While the utility model has been particularly shown and described with reference to a preferred embodiment, it will be understood by those skilled in the art that various changes in form and detail may be made therein without departing from the spirit and scope of the utility model as defined by the appended claims.

Claims

1. The utility model provides a laser emitter casing benchmark parallel surface precision finishing device, includes bottom plate (1), characterized by: both ends are fixed with fixed plate (101) respectively about the upper surface of bottom plate (1), install pivot (2) between two fixed plate (101), and sliding connection has runner (3) on pivot (2), and the side-mounting of runner (3) has installation axle (5), and one side that runner (3) are close to fixed plate (101) is equipped with electric telescopic handle (4).

2. The laser transmitter housing datum parallel plane precision machining apparatus as claimed in claim 1, wherein: the rotating shaft (2) is rotatably connected between the two fixing plates (101), the outer end of one fixing plate (101) is fixed with a motor box (202), the output end of a servo motor in the motor box (202) is connected with the rotating shaft (2) through a coupler, and the middle part of the side surface of the rotating shaft (2) is equidistantly fixed with at least six positioning ribs (201) by taking the central axis of the rotating shaft (2) as the center.

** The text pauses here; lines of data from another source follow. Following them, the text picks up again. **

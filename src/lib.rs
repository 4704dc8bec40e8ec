//! notamsync - KOCA NOTAM portal scraper and map-store synchronizer.
//!
//! Retrieves NOTAM records from the KOCA portal's script-driven grid,
//! captures per-page spreadsheet exports from a watched download directory,
//! merges and deduplicates them by natural key, and reconciles the result
//! into the remote store behind the map frontend.

pub mod cli;
pub mod config;
pub mod models;
pub mod repository;
pub mod scrapers;
pub mod services;
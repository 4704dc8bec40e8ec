//! notamsync - KOCA NOTAM portal scraper and map-store synchronizer.

use tracing_subscriber::{layer::SubscriberExt, util::SubscriberInitExt};

#[tokio::main]
async fn main() -> anyhow::Result<()> {
    // Load .env file if present (before anything else)
    let _ = dotenvy::dotenv();

    tracing_subscriber::registry()
        .with(
            tracing_subscriber::EnvFilter::try_from_default_env()
                .unwrap_or_else(|_| "notamsync=info".into()),
        )
        .with(tracing_subscriber::fmt::layer())
        .init();

    notamsync::cli::run().await
}
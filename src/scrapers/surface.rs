//! Rendering-surface abstraction.
//!
//! The portal renders its grid behind client-side script, so every component
//! that touches it (navigator, export capturer, fingerprint detector) takes
//! an explicit surface handle rather than reaching for ambient browser
//! state. The production implementation wraps a Chromium page (see
//! `scrapers::browser`); tests script an in-memory fake.

use anyhow::Result;
use async_trait::async_trait;

/// How to address an element on the rendered page.
#[derive(Debug, Clone, PartialEq, Eq)]
pub enum Locator {
    /// CSS selector path.
    Css(String),
    /// Element of `tag` whose trimmed text equals `label`.
    Text { tag: String, label: String },
}

impl Locator {
    pub fn css(selector: impl Into<String>) -> Self {
        Locator::Css(selector.into())
    }

    pub fn text(tag: impl Into<String>, label: impl Into<String>) -> Self {
        Locator::Text {
            tag: tag.into(),
            label: label.into(),
        }
    }
}

impl std::fmt::Display for Locator {
    fn fmt(&self, f: &mut std::fmt::Formatter<'_>) -> std::fmt::Result {
        match self {
            Locator::Css(selector) => write!(f, "css({selector})"),
            Locator::Text { tag, label } => write!(f, "text({tag}={label:?})"),
        }
    }
}

/// A controllable rendering surface.
///
/// Lookup methods answer "not there" with `Ok(false)` / `Ok(None)` rather
/// than an error: callers poll, and an element that has not rendered yet is
/// an expected state, not a failure.
#[async_trait]
pub trait RenderSurface: Send + Sync {
    /// Navigate to a URL and wait for the initial load to settle.
    async fn goto(&self, url: &str) -> Result<()>;

    /// Whether the element addressed by `locator` currently exists.
    async fn exists(&self, locator: &Locator) -> Result<bool>;

    /// Text content of the element, or `None` if it does not exist (yet).
    async fn read_text(&self, locator: &Locator) -> Result<Option<String>>;

    /// Full rendered text of the page, including content that the
    /// simplified element view does not expose.
    async fn full_text(&self) -> Result<String>;

    /// Click via a trusted input event. `Ok(false)` when the element is
    /// missing or not interactable.
    async fn click(&self, locator: &Locator) -> Result<bool>;

    /// Invoke the element's action from script. Fallback for when the
    /// direct click does not take.
    async fn invoke(&self, locator: &Locator) -> Result<bool>;

    /// Evaluate a script expression in the page context.
    async fn eval(&self, js: &str) -> Result<serde_json::Value>;
}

3. The laser transmitter housing datum parallel plane precision machining apparatus as claimed in claim 2, wherein: the inner side surfaces of the two fixing plates (101) are respectively and equidistantly fixed with at least four electric telescopic rods (4) by taking the central axis of the rotating shaft (2) as the center, and the inner sides of the four electric telescopic rods (4) are fixed with mounting rings (401).

4. The laser transmitter housing datum parallel plane precision machining apparatus as claimed in claim 3, wherein: the center hole of the mounting ring (401) is internally connected with a sliding ring (3) through a bearing, the inner end of the side surface of the sliding ring (3) is fixed with a fixing ring (301) at the part positioned outside the electric telescopic rod (4), and the side surface of the fixing ring (301) is fixed with at least four fixing rods (302) by taking the central axis of the rotating shaft (2) as the center at equal intervals.

5. The laser transmitter housing datum parallel plane precision machining apparatus as claimed in claim 4, wherein: the middle part of the sliding ring (3) is provided with a special-shaped hole (303) which is the same as the cross section shape and the size of the rotating shaft (2) and the positioning edge (201), and the sliding ring (3) is connected to the rotating shaft (2) and the positioning edge (201) in a sliding mode through the special-shaped hole (303).

6. The laser transmitter housing reference parallel surface precision machining apparatus according to claim 5, characterized in that: four fixed rods (302) fixed on the side of the fixed ring (301) are respectively fixed with a mounting shaft (5) between each two, and the middle part of the mounting shaft (5) is rotatably connected with a cutter (501).

7. The laser transmitter housing datum parallel plane precision machining apparatus as claimed in claim 6, wherein: a cutting face (502) is formed on the windward side of the cutter (501) in the rotating direction, and the cutting face (502) is an inclined face forming an acute angle with the inner side of the cutter (501).

8. The laser transmitter housing datum parallel plane precision machining apparatus as claimed in claim 7, wherein: the surface of the cutting surface (502) on the cutter (501) is made of high-speed steel.